--- TASK DATA ---

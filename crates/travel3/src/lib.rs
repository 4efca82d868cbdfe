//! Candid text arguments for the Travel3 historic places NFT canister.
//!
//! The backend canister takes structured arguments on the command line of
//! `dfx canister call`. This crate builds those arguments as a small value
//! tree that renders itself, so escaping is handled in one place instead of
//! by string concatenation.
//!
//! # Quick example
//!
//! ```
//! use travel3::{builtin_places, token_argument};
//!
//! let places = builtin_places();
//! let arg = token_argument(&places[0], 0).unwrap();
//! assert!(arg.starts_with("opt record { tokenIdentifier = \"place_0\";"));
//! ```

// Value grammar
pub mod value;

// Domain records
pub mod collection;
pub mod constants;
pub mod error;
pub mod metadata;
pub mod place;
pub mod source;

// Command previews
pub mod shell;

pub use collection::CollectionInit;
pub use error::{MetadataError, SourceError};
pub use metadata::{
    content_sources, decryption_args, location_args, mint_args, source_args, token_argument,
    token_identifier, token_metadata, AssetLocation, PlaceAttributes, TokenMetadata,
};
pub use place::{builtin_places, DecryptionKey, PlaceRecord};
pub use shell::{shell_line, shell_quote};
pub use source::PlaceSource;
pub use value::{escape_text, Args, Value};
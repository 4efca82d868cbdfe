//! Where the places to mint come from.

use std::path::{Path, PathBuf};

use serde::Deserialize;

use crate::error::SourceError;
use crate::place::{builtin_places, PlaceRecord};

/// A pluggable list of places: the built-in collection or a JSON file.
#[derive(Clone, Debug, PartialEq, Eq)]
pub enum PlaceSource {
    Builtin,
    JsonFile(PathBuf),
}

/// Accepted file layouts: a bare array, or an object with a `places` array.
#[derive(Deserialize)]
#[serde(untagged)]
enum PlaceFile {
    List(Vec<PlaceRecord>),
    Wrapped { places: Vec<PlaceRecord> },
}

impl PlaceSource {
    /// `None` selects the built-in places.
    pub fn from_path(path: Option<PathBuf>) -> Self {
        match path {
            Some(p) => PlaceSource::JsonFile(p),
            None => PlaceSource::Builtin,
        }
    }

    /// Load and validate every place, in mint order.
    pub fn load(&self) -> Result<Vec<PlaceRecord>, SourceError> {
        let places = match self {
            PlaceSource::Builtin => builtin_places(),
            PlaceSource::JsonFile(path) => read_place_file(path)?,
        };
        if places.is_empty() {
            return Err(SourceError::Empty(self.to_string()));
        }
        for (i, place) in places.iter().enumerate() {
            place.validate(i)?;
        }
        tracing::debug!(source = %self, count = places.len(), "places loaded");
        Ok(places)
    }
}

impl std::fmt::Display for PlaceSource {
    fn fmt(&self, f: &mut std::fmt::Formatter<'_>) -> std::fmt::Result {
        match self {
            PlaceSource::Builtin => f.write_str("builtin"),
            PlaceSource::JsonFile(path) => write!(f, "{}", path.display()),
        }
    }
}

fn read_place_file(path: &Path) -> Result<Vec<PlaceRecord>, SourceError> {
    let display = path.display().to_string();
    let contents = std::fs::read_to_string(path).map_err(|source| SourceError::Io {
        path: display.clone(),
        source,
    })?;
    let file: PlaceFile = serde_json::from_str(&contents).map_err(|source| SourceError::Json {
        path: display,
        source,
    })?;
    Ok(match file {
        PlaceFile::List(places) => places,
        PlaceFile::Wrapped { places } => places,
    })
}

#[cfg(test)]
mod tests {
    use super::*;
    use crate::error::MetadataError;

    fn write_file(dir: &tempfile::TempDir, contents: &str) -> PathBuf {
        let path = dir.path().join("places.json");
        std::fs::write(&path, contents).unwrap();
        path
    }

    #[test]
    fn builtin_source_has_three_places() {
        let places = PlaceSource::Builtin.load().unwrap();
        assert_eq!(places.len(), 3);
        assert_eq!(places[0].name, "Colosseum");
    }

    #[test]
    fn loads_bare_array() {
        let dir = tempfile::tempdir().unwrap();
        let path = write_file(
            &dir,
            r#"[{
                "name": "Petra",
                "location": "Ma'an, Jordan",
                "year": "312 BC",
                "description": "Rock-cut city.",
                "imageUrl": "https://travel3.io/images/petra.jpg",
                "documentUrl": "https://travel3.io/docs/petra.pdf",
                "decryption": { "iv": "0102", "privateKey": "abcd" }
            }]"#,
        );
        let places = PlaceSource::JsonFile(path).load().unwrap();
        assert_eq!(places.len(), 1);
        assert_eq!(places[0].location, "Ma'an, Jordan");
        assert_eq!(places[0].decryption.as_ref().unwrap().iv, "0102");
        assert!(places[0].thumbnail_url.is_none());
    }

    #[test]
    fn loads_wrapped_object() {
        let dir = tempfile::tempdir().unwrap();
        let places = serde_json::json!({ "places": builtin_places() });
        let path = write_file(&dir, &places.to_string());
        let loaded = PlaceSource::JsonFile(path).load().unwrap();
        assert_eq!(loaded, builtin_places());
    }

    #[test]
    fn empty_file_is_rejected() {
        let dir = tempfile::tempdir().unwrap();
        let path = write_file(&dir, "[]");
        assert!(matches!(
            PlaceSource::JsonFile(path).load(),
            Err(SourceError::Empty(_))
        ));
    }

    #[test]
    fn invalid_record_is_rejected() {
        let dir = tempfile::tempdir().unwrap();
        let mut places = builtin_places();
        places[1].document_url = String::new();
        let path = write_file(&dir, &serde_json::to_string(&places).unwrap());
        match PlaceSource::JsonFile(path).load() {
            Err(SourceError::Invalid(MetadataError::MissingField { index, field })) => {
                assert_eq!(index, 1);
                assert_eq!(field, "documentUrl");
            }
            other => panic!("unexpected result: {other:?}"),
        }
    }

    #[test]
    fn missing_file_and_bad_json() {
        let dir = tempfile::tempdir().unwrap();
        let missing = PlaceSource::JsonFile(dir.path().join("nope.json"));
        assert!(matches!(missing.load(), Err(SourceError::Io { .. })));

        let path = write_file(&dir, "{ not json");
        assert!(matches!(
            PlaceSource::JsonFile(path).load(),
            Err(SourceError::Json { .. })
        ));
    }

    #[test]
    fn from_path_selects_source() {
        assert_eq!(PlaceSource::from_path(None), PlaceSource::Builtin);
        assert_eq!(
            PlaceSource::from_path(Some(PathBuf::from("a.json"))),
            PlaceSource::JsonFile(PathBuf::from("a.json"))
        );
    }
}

---

• TASK DIRECTIONS
In the records above, locate every line with the string "impl" and copy it.

• RESULT OF THIS EXERCISE
impl PlaceSource {
impl std::fmt::Display for PlaceSource {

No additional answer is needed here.